Task prompt :: In the data below, work out how many lines include the string "configuration". Only the number should be given.

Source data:

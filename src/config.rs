// Profile remap configuration.
//
// Cluster IDs from the upstream model are arbitrary, so each deployment
// pins the clusters it cares about to a display rank. The table can be
// replaced with a JSON file without touching the code.
use crate::error::{DashboardError, Result};
use once_cell::sync::Lazy;
use serde::{Deserialize, Serialize};
use std::collections::HashSet;
use std::path::Path;

#[derive(Debug, Clone, PartialEq, Eq, Serialize, Deserialize)]
pub struct ProfileSpec {
    /// Display label, e.g. `"1"`.
    pub rank: String,
    pub cluster_id: i64,
    #[serde(default)]
    pub description: Option<String>,
}

#[derive(Debug, Clone, PartialEq, Eq, Serialize, Deserialize)]
pub struct ProfileConfig {
    pub profiles: Vec<ProfileSpec>,
}

static DEFAULT_PROFILES: Lazy<ProfileConfig> = Lazy::new(|| ProfileConfig {
    profiles: vec![
        ProfileSpec {
            rank: "1".to_string(),
            cluster_id: 8,
            description: Some("Homens jovens de 0 a 18 anos".to_string()),
        },
        ProfileSpec {
            rank: "2".to_string(),
            cluster_id: 1,
            description: Some("Homens mais velhos, prioritariamente de 59 anos ou mais".to_string()),
        },
        ProfileSpec {
            rank: "3".to_string(),
            cluster_id: 7,
            description: Some("Mulheres entre 34 e 43 ou de 59 ou mais".to_string()),
        },
    ],
});

impl Default for ProfileConfig {
    fn default() -> Self {
        DEFAULT_PROFILES.clone()
    }
}

impl ProfileConfig {
    pub fn from_json(s: &str) -> Result<Self> {
        let cfg: ProfileConfig = serde_json::from_str(s)?;
        cfg.validate()?;
        Ok(cfg)
    }

    pub fn load(path: impl AsRef<Path>) -> Result<Self> {
        let text = std::fs::read_to_string(path)?;
        Self::from_json(&text)
    }

    /// Ranks and cluster IDs must each be unique.
    pub fn validate(&self) -> Result<()> {
        let mut ranks = HashSet::new();
        let mut clusters = HashSet::new();
        for p in &self.profiles {
            if !ranks.insert(p.rank.as_str()) {
                return Err(DashboardError::Config(format!("duplicate rank {:?}", p.rank)));
            }
            if !clusters.insert(p.cluster_id) {
                return Err(DashboardError::Config(format!("cluster {} mapped twice", p.cluster_id)));
            }
        }
        Ok(())
    }

    pub fn cluster_ids(&self) -> HashSet<i64> {
        self.profiles.iter().map(|p| p.cluster_id).collect()
    }
}
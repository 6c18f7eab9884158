//! Group-by-and-count over the categorical fields of a claim.
//!
//! Counting goes through [`FrequencyTable`], which remembers the order in
//! which keys were first seen. Sorting by count is stable over that order,
//! so ties always come out the same way for the same input.

use crate::types::{ClaimRecord, CrossCount, GroupCount};
use clap::ValueEnum;
use std::collections::{BTreeMap, HashMap};

/// A categorical field a claim can be grouped by.
#[derive(Debug, Clone, Copy, PartialEq, Eq, Hash, ValueEnum)]
pub enum Dimension {
    Category,
    Eligibility,
    Sex,
    AgeBracket,
    Provider,
}

impl Dimension {
    pub fn value<'a>(&self, record: &'a ClaimRecord) -> &'a str {
        match self {
            Dimension::Category => &record.category,
            Dimension::Eligibility => record.eligibility.label(),
            Dimension::Sex => &record.sex,
            Dimension::AgeBracket => &record.age_bracket,
            Dimension::Provider => &record.provider_name,
        }
    }

    pub fn column(&self) -> &'static str {
        match self {
            Dimension::Category => "categoria",
            Dimension::Eligibility => "elegibilidade_sinistro",
            Dimension::Sex => "sexo_colaborador_sinistro",
            Dimension::AgeBracket => "faixa_etaria_colaborador_sinistro",
            Dimension::Provider => "nome_prestador_sinistro",
        }
    }
}

/// Insertion-ordered counter.
#[derive(Debug, Default)]
pub struct FrequencyTable<'a> {
    index: HashMap<&'a str, usize>,
    entries: Vec<(&'a str, usize)>,
}

impl<'a> FrequencyTable<'a> {
    pub fn new() -> Self {
        Self::default()
    }

    pub fn add(&mut self, key: &'a str) {
        match self.index.get(key) {
            Some(&i) => self.entries[i].1 += 1,
            None => {
                self.index.insert(key, self.entries.len());
                self.entries.push((key, 1));
            }
        }
    }

    /// The first key (in encounter order) holding the highest count.
    pub fn mode(&self) -> Option<&'a str> {
        let mut best: Option<(&'a str, usize)> = None;
        for &(key, count) in &self.entries {
            if best.map_or(true, |(_, c)| count > c) {
                best = Some((key, count));
            }
        }
        best.map(|(key, _)| key)
    }

    /// Counts, highest first; equal counts keep encounter order.
    pub fn into_sorted(self) -> Vec<GroupCount> {
        let mut entries = self.entries;
        entries.sort_by(|a, b| b.1.cmp(&a.1));
        entries
            .into_iter()
            .map(|(key, count)| GroupCount {
                key: key.to_string(),
                count,
            })
            .collect()
    }
}

pub fn count_by<'a, I>(records: I, dim: Dimension) -> Vec<GroupCount>
where
    I: IntoIterator<Item = &'a ClaimRecord>,
{
    let mut freq = FrequencyTable::new();
    for r in records {
        freq.add(dim.value(r));
    }
    freq.into_sorted()
}

/// Keep the first `k` groups of a count-sorted result.
pub fn top_k(mut counts: Vec<GroupCount>, k: usize) -> Vec<GroupCount> {
    counts.truncate(k);
    counts
}

pub fn top_k_by<'a, I>(records: I, dim: Dimension, k: usize) -> Vec<GroupCount>
where
    I: IntoIterator<Item = &'a ClaimRecord>,
{
    top_k(count_by(records, dim), k)
}

/// Two-way group-by. Rows come out ordered by (primary, secondary).
pub fn cross_tab<'a, I>(records: I, primary: Dimension, secondary: Dimension) -> Vec<CrossCount>
where
    I: IntoIterator<Item = &'a ClaimRecord>,
{
    let mut map: BTreeMap<(&str, &str), usize> = BTreeMap::new();
    for r in records {
        *map.entry((primary.value(r), secondary.value(r))).or_default() += 1;
    }
    map.into_iter()
        .map(|((p, s), count)| CrossCount {
            primary: p.to_string(),
            secondary: s.to_string(),
            count,
        })
        .collect()
}

#[cfg(test)]
pub(crate) mod tests {
    use super::*;
    use crate::types::Eligibility;
    use chrono::NaiveDate;

    pub(crate) fn record(
        row_index: usize,
        claimant: &str,
        category: &str,
        eligibility: Eligibility,
        provider: &str,
    ) -> ClaimRecord {
        ClaimRecord {
            row_index,
            claimant_id: claimant.to_string(),
            category: category.to_string(),
            eligibility,
            sex: "M".to_string(),
            age_bracket: "19 a 23".to_string(),
            provider_name: provider.to_string(),
            paid_amount: 10.0,
            occurrence_date: NaiveDate::from_ymd_opt(2023, 1, 1).unwrap(),
            cluster_id: None,
        }
    }

    #[test]
    fn test_scenario_top1_for_policyholders() {
        let records: Vec<ClaimRecord> = (0..10)
            .map(|i| {
                let elig = if i % 2 == 0 { Eligibility::Policyholder } else { Eligibility::Dependent };
                record(i, &i.to_string(), "Exame", elig, "Lab")
            })
            .collect();
        let top = top_k_by(
            records.iter().filter(|r| r.eligibility == Eligibility::Policyholder),
            Dimension::Category,
            1,
        );
        assert_eq!(
            top,
            vec![GroupCount {
                key: "Exame".to_string(),
                count: 5
            }]
        );
    }

    #[test]
    fn test_count_conservation() {
        let records = vec![
            record(0, "a", "Exame", Eligibility::Policyholder, "Lab"),
            record(1, "b", "Consulta", Eligibility::Dependent, "Hospital"),
            record(2, "c", "Exame", Eligibility::Dependent, "Lab"),
            record(3, "c", "Terapia", Eligibility::Dependent, "Clinica"),
        ];
        for dim in [Dimension::Category, Dimension::Eligibility, Dimension::Provider, Dimension::Sex] {
            let total: usize = count_by(&records, dim).iter().map(|g| g.count).sum();
            assert_eq!(total, records.len());
        }
        let total: usize = cross_tab(&records, Dimension::AgeBracket, Dimension::Sex)
            .iter()
            .map(|c| c.count)
            .sum();
        assert_eq!(total, records.len());
    }

    #[test]
    fn test_ties_keep_encounter_order() {
        let records = vec![
            record(0, "a", "Terapia", Eligibility::Policyholder, "Lab"),
            record(1, "b", "Exame", Eligibility::Policyholder, "Lab"),
            record(2, "c", "Consulta", Eligibility::Policyholder, "Lab"),
            record(3, "d", "Consulta", Eligibility::Policyholder, "Lab"),
        ];
        let first = top_k_by(&records, Dimension::Category, 2);
        assert_eq!(first[0].key, "Consulta");
        assert_eq!(first[1].key, "Terapia");
        for _ in 0..5 {
            assert_eq!(top_k_by(&records, Dimension::Category, 2), first);
        }
    }

    #[test]
    fn test_mode_first_encountered() {
        let mut freq = FrequencyTable::new();
        for k in ["b", "a", "a", "b", "c"] {
            freq.add(k);
        }
        assert_eq!(freq.mode(), Some("b"));
        assert_eq!(FrequencyTable::new().mode(), None);
    }

    #[test]
    fn test_empty_input() {
        let records: Vec<ClaimRecord> = Vec::new();
        assert!(count_by(&records, Dimension::Category).is_empty());
        assert!(cross_tab(&records, Dimension::AgeBracket, Dimension::Sex).is_empty());
    }

    #[test]
    fn test_cross_tab_sorted() {
        let mut a = record(0, "a", "Exame", Eligibility::Policyholder, "Lab");
        a.age_bracket = "59 ou mais".to_string();
        let mut b = record(1, "b", "Exame", Eligibility::Policyholder, "Lab");
        b.sex = "F".to_string();
        let c = record(2, "c", "Exame", Eligibility::Policyholder, "Lab");
        let rows = cross_tab(&[a, b, c], Dimension::AgeBracket, Dimension::Sex);
        let keys: Vec<(&str, &str, usize)> = rows
            .iter()
            .map(|r| (r.primary.as_str(), r.secondary.as_str(), r.count))
            .collect();
        assert_eq!(keys, vec![("19 a 23", "F", 1), ("19 a 23", "M", 1), ("59 ou mais", "M", 1)]);
    }
}
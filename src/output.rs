use crate::error::Result;
use crate::render::{AnalysisView, HomeView};
use crate::series::SeriesOutcome;
use crate::types::{ClaimTable, ProfileRow, ProfileTopRow};
use log::info;
use serde::Serialize;
use std::fs::File;
use std::io::{BufWriter, Write};
use std::path::Path;
use tabled::{settings::Style, Table, Tabled};

/// Serialize `rows` as one CSV file with a header line.
fn write_rows<T: Serialize>(path: &Path, rows: impl IntoIterator<Item = T>) -> Result<()> {
    let mut wtr = csv::Writer::from_path(path)?;
    rows.into_iter().try_for_each(|row| wtr.serialize(row))?;
    wtr.flush()?;
    Ok(())
}

/// An output directory that remembers which files were written to it.
struct ExportDir<'a> {
    dir: &'a Path,
    written: Vec<String>,
}

impl<'a> ExportDir<'a> {
    fn new(dir: &'a Path) -> Self {
        ExportDir { dir, written: Vec::new() }
    }

    fn csv<T: Serialize>(&mut self, name: &str, rows: impl IntoIterator<Item = T>) -> Result<()> {
        write_rows(&self.dir.join(name), rows)?;
        self.written.push(name.to_string());
        Ok(())
    }

    fn json<T: Serialize + ?Sized>(&mut self, name: &str, value: &T) -> Result<()> {
        let mut file = BufWriter::new(File::create(self.dir.join(name))?);
        serde_json::to_writer_pretty(&mut file, value)?;
        file.flush()?;
        self.written.push(name.to_string());
        Ok(())
    }
}

pub fn markdown_table<T>(rows: &[T]) -> String
where
    T: Tabled + Clone,
{
    if rows.is_empty() {
        return "(no rows)".to_string();
    }
    Table::new(rows.to_vec()).with(Style::markdown()).to_string()
}

pub fn print_table<T>(title: &str, rows: &[T])
where
    T: Tabled + Clone,
{
    println!("{}\n", title);
    println!("{}\n", markdown_table(rows));
}

pub fn profile_rows(view: &AnalysisView) -> Vec<ProfileRow> {
    view.profiles.iter().map(ProfileRow::from).collect()
}

pub fn profile_top_rows(view: &AnalysisView, providers: bool) -> Vec<ProfileTopRow> {
    view.profiles
        .iter()
        .flat_map(|p| {
            let tops = if providers { &p.top_providers } else { &p.top_categories };
            tops.iter().map(move |g| ProfileTopRow {
                rank: p.rank.clone(),
                key: g.key.clone(),
                count: g.count,
            })
        })
        .collect()
}

/// Write every home-view table to `dir`, one CSV per table, plus the summary
/// as JSON. Returns the file names written.
pub fn export_home(dir: &Path, home: &HomeView) -> Result<Vec<String>> {
    let mut out = ExportDir::new(dir);
    out.csv("sexo.csv", &home.sex)?;
    out.csv("elegibilidade.csv", &home.eligibility)?;
    out.csv("faixa_etaria_sexo.csv", &home.age_by_sex)?;
    out.csv("ocorrencias_mes.csv", &home.monthly)?;
    for top in &home.top_by_eligibility {
        let label = top.eligibility.label().to_lowercase();
        out.csv(&format!("top_categorias_{}.csv", label), &top.categories)?;
        out.csv(&format!("top_prestadores_{}.csv", label), &top.providers)?;
    }
    if let SeriesOutcome::Series(buckets) = &home.category_series.outcome {
        out.csv("serie_categoria.csv", buckets)?;
    }
    out.json("summary.json", &home.summary)?;
    info!("exported {} home tables to {}", out.written.len(), dir.display());
    Ok(out.written)
}

pub fn export_analysis(dir: &Path, analysis: &AnalysisView) -> Result<Vec<String>> {
    let mut out = ExportDir::new(dir);
    out.csv("perfis.csv", profile_rows(analysis))?;
    out.csv("perfis_categorias.csv", profile_top_rows(analysis, false))?;
    out.csv("perfis_prestadores.csv", profile_top_rows(analysis, true))?;
    out.json("perfis.json", &analysis.profiles)?;
    info!("exported {} profiles to {}", analysis.profiles.len(), dir.display());
    Ok(out.written)
}

pub fn export_normalized(path: &Path, table: &ClaimTable) -> Result<()> {
    write_rows(path, table.to_raw_rows())
}
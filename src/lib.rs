//! # UniData
//!
//! Aggregation pipeline behind the claims dashboard: normalize the uploaded
//! claims table, then derive summary facts, categorical breakdowns,
//! gap-filled monthly series and per-profile comparisons from it.
//!
//! ## Key Components
//! - [`loader`] - CSV ingestion and normalization
//! - [`summary`] - headline statistics
//! - [`aggregate`] - group-by-and-count with top-K truncation
//! - [`series`] - month-bucketed series over a fixed window
//! - [`profiles`] - cluster profile comparison
//! - [`render`] - one pure render pass per view

pub mod aggregate;
pub mod config;
pub mod error;
pub mod loader;
pub mod output;
pub mod profiles;
pub mod render;
pub mod series;
pub mod summary;
pub mod types;
pub mod util;

pub use error::{DashboardError, Result};
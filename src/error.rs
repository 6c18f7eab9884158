use thiserror::Error;

/// Everything that can abort a single render pass.
///
/// An empty filter result is not represented here: components return empty
/// or zero-filled outputs for it instead.
#[derive(Error, Debug)]
pub enum DashboardError {
    #[error("row {row}: invalid value {value:?} in column `{column}`: {reason}")]
    Parse {
        row: usize,
        column: &'static str,
        value: String,
        reason: String,
    },

    #[error("metric undefined: division by zero ({0})")]
    DivisionByZero(&'static str),

    #[error("dataset has no `cluster` values; run the clustering step before opening the analysis view")]
    MissingClusters,

    #[error("profile configuration error: {0}")]
    Config(String),

    #[error("CSV error: {0}")]
    Csv(#[from] csv::Error),

    #[error("IO error: {0}")]
    Io(#[from] std::io::Error),

    #[error("JSON error: {0}")]
    Json(#[from] serde_json::Error),
}

impl DashboardError {
    pub fn parse(row: usize, column: &'static str, value: &str, reason: impl Into<String>) -> Self {
        DashboardError::Parse {
            row,
            column,
            value: value.to_string(),
            reason: reason.into(),
        }
    }
}

pub type Result<T> = std::result::Result<T, DashboardError>;
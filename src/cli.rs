//! Command-line arguments for the dashboard binary.

use clap::{ArgAction, Parser, Subcommand, ValueEnum};
use std::path::PathBuf;
use unidata::aggregate::Dimension;
use unidata::types::Eligibility;

#[derive(Debug, Parser)]
#[command(name = "unidata", version, about = "Health-plan claims dashboard")]
pub struct Args {
    /// Claims CSV uploaded by the operator
    #[arg(long, short, global = true, default_value = "sinistros.csv")]
    pub input: PathBuf,

    /// JSON file mapping cluster IDs to profile ranks
    #[arg(long, global = true)]
    pub profiles: Option<PathBuf>,

    /// Drop malformed rows instead of aborting the load
    #[arg(long, global = true)]
    pub skip_malformed: bool,

    /// Increase log verbosity (-v info, -vv debug)
    #[arg(long, short, global = true, action = ArgAction::Count)]
    pub verbose: u8,

    #[command(subcommand)]
    pub command: Option<Commands>,
}

#[derive(Debug, Clone, Copy, ValueEnum)]
pub enum EligibilityArg {
    Titular,
    Dependente,
}

impl From<EligibilityArg> for Eligibility {
    fn from(e: EligibilityArg) -> Self {
        match e {
            EligibilityArg::Titular => Eligibility::Policyholder,
            EligibilityArg::Dependente => Eligibility::Dependent,
        }
    }
}

#[derive(Debug, Subcommand)]
pub enum Commands {
    /// Interactive dashboard with home and analysis views (default)
    Dashboard,
    /// Print the headline statistics
    Summary {
        #[arg(long)]
        json: bool,
    },
    /// Print every table of the home view
    Home {
        /// Eligibility classes for the category series
        #[arg(long, value_enum)]
        eligibility: Vec<EligibilityArg>,

        /// Category for the series; defaults to the first option
        #[arg(long)]
        category: Option<String>,

        #[arg(long)]
        json: bool,
    },
    /// Print the profile comparison
    Analysis {
        #[arg(long)]
        json: bool,
    },
    /// Print the monthly series for one category
    Series {
        #[arg(long, value_enum, required = true)]
        eligibility: Vec<EligibilityArg>,

        #[arg(long)]
        category: String,
    },
    /// Group and count by one or two fields
    Aggregate {
        #[arg(value_enum)]
        dimension: Dimension,

        /// Second field for a cross-tab
        #[arg(long, value_enum)]
        by: Option<Dimension>,

        /// Keep only the K largest groups (single-field counts only)
        #[arg(long, conflicts_with = "by")]
        top: Option<usize>,
    },
    /// Write every table and the normalized dataset to a directory
    Export {
        #[arg(long, default_value = "reports")]
        out: PathBuf,
    },
}

#[cfg(test)]
mod tests {
    use super::*;

    #[test]
    fn test_top_rejected_with_cross_tab() {
        let err = Args::try_parse_from(["unidata", "aggregate", "category", "--by", "sex", "--top", "3"]).unwrap_err();
        assert_eq!(err.kind(), clap::error::ErrorKind::ArgumentConflict);
    }

    #[test]
    fn test_top_on_single_field() {
        let args = Args::try_parse_from(["unidata", "aggregate", "provider", "--top", "3"]).unwrap();
        match args.command {
            Some(Commands::Aggregate { dimension, by, top }) => {
                assert_eq!(dimension, Dimension::Provider);
                assert_eq!(by, None);
                assert_eq!(top, Some(3));
            }
            other => panic!("unexpected command: {:?}", other),
        }
    }
}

Finished task :: 2